Work item: What is needed is every line of the material that contains "engine".

Records provided:
------------------------------------

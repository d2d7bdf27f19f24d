//! Wire payloads: request bodies the engine parses and response bodies it assembles.
//!
//! These types define the JSON surface; the engine never serializes internal records
//! directly. Parsing goes through [`parse_json`] so malformed input is rejected with the
//! exact JSON path that failed.

// crates.io
use serde::de::DeserializeOwned;
// self
use crate::{
	_prelude::*,
	error::ErrorCode,
	model::{AccessRequest, ClientDisplay, FinishSpec, GrantId, Jwk, Secret, StartMethod},
	token::Introspection,
};

/// Grant initiation request body.
#[derive(Clone, Debug, PartialEq, Eq, Serialize, Deserialize)]
pub struct GrantRequest {
	/// Requested token and its access rights.
	pub access_token: AccessTokenRequest,
	/// Client self-description; absent when the client authenticates by reference.
	#[serde(skip_serializing_if = "Option::is_none")]
	pub client: Option<ClientPayload>,
	/// Interaction capabilities the client declares.
	#[serde(skip_serializing_if = "Option::is_none")]
	pub interact: Option<InteractRequest>,
}

/// The `access_token` member of an initiation request.
#[derive(Clone, Debug, PartialEq, Eq, Serialize, Deserialize)]
pub struct AccessTokenRequest {
	/// Requested access rights; must not be empty.
	pub access: Vec<AccessRequest>,
}

/// Client self-description carried in an initiation request.
#[derive(Clone, Debug, PartialEq, Eq, Serialize, Deserialize)]
pub struct ClientPayload {
	/// Display metadata shown during interaction.
	#[serde(skip_serializing_if = "Option::is_none")]
	pub display: Option<ClientDisplay>,
	/// Proofing key the request is signed with.
	pub key: Jwk,
}

/// The `interact` member of an initiation request.
#[derive(Clone, Debug, PartialEq, Eq, Serialize, Deserialize)]
pub struct InteractRequest {
	/// Start methods the client can drive.
	pub start: Vec<StartMethod>,
	/// Finish callback, when the client can receive one.
	#[serde(skip_serializing_if = "Option::is_none")]
	pub finish: Option<FinishSpec>,
}

/// Continuation request body; an empty body (no `interact_ref`) is a poll.
#[derive(Clone, Debug, Default, PartialEq, Eq, Serialize, Deserialize)]
pub struct ContinueBody {
	/// Interaction reference delivered through the finish callback.
	#[serde(skip_serializing_if = "Option::is_none")]
	pub interact_ref: Option<String>,
}

/// Introspection request body.
#[derive(Clone, Debug, PartialEq, Eq, Serialize, Deserialize)]
pub struct IntrospectionRequest {
	/// The presented token value.
	pub access_token: String,
}

/// Successful grant response body.
#[derive(Clone, Debug, Default, PartialEq, Eq, Serialize, Deserialize)]
pub struct GrantPayload {
	/// Continuation handle; present whenever the negotiation is still alive.
	#[serde(rename = "continue", skip_serializing_if = "Option::is_none")]
	pub continuation: Option<ContinueResponse>,
	/// Issued access token, once the grant is approved.
	#[serde(skip_serializing_if = "Option::is_none")]
	pub access_token: Option<AccessTokenResponse>,
	/// Interaction instructions, while resource-owner input is outstanding.
	#[serde(skip_serializing_if = "Option::is_none")]
	pub interact: Option<InteractResponse>,
}

/// The `continue` member of a grant response.
#[derive(Clone, Debug, PartialEq, Eq, Serialize, Deserialize)]
pub struct ContinueResponse {
	/// URI to continue the grant at.
	pub uri: Url,
	/// Minimum seconds to wait before continuing.
	pub wait: u64,
	/// Continuation credential presented as `Authorization: GNAP <value>`.
	pub access_token: ContinueToken,
}

/// Wrapper for the continuation credential.
#[derive(Clone, Debug, PartialEq, Eq, Serialize, Deserialize)]
pub struct ContinueToken {
	/// The rotating continuation secret.
	pub value: Secret,
}

/// An issued access token as rendered on the wire.
#[derive(Clone, Debug, PartialEq, Eq, Serialize, Deserialize)]
pub struct AccessTokenResponse {
	/// Opaque token value.
	pub value: Secret,
	/// Token management URI (rotation, revocation).
	pub manage: Url,
	/// Rights the token carries.
	pub access: Vec<AccessRequest>,
	/// Validity window in seconds.
	pub expires_in: u64,
}

/// Token management (rotation) response body.
#[derive(Clone, Debug, PartialEq, Eq, Serialize, Deserialize)]
pub struct TokenResponse {
	/// The replacement token.
	pub access_token: AccessTokenResponse,
}

/// The `interact` member of a grant response; one entry per created attempt.
#[derive(Clone, Debug, Default, PartialEq, Eq, Serialize, Deserialize)]
pub struct InteractResponse {
	/// Redirect interaction URI.
	#[serde(skip_serializing_if = "Option::is_none")]
	pub redirect: Option<Url>,
	/// App-launch interaction URI.
	#[serde(skip_serializing_if = "Option::is_none")]
	pub app: Option<Url>,
	/// Human-typable code for the stable device URI.
	#[serde(skip_serializing_if = "Option::is_none")]
	pub user_code: Option<String>,
	/// Human-typable code paired with a dynamic URI.
	#[serde(skip_serializing_if = "Option::is_none")]
	pub user_code_uri: Option<UserCodeUriPayload>,
	/// Server nonce for finish callback hash calculation.
	#[serde(skip_serializing_if = "Option::is_none")]
	pub finish: Option<Secret>,
	/// Seconds until the offered attempts expire.
	#[serde(skip_serializing_if = "Option::is_none")]
	pub expires_in: Option<u64>,
}

/// The `user_code_uri` interaction entry.
#[derive(Clone, Debug, PartialEq, Eq, Serialize, Deserialize)]
pub struct UserCodeUriPayload {
	/// Human-typable code.
	pub code: String,
	/// URI to enter the code at.
	pub uri: Url,
}

/// Introspection response body.
#[derive(Clone, Debug, PartialEq, Eq, Serialize, Deserialize)]
pub struct IntrospectionResponse {
	/// Whether the presented value names a live token.
	pub active: bool,
	/// Owning grant, for active tokens.
	#[serde(skip_serializing_if = "Option::is_none")]
	pub grant: Option<GrantId>,
	/// Rights the token carries, for active tokens.
	#[serde(default, skip_serializing_if = "Vec::is_empty")]
	pub access: Vec<AccessRequest>,
	/// Remaining validity in seconds, for active tokens.
	#[serde(skip_serializing_if = "Option::is_none")]
	pub expires_in: Option<u64>,
}
impl From<Introspection> for IntrospectionResponse {
	fn from(report: Introspection) -> Self {
		Self {
			active: report.active,
			grant: report.grant,
			access: report.access,
			expires_in: report.expires_in,
		}
	}
}

/// Protocol error response body.
#[derive(Clone, Debug, PartialEq, Eq, Serialize, Deserialize)]
pub struct ErrorBody {
	/// Enumerated protocol error code.
	pub error: ErrorCode,
	/// Human-readable description; never load-bearing for clients.
	pub error_description: String,
}
impl ErrorBody {
	/// Renders an engine error as a wire body, or `None` for internal failures that must
	/// not leak onto the wire.
	pub fn from_error(error: &Error) -> Option<Self> {
		error.code().map(|code| Self { error: code, error_description: error.to_string() })
	}
}

/// Parses a JSON request body, reporting the failing path on malformed input.
pub fn parse_json<T>(bytes: &[u8]) -> Result<T>
where
	T: DeserializeOwned,
{
	let mut deserializer = serde_json::Deserializer::from_slice(bytes);

	serde_path_to_error::deserialize(&mut deserializer)
		.map_err(|e| Error::InvalidRequest { reason: e.to_string() })
}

------------------------------------

Written solution:
//! Wire payloads: request bodies the engine parses and response bodies it assembles.
//! These types define the JSON surface; the engine never serializes internal records
	/// Renders an engine error as a wire body, or `None` for internal failures that must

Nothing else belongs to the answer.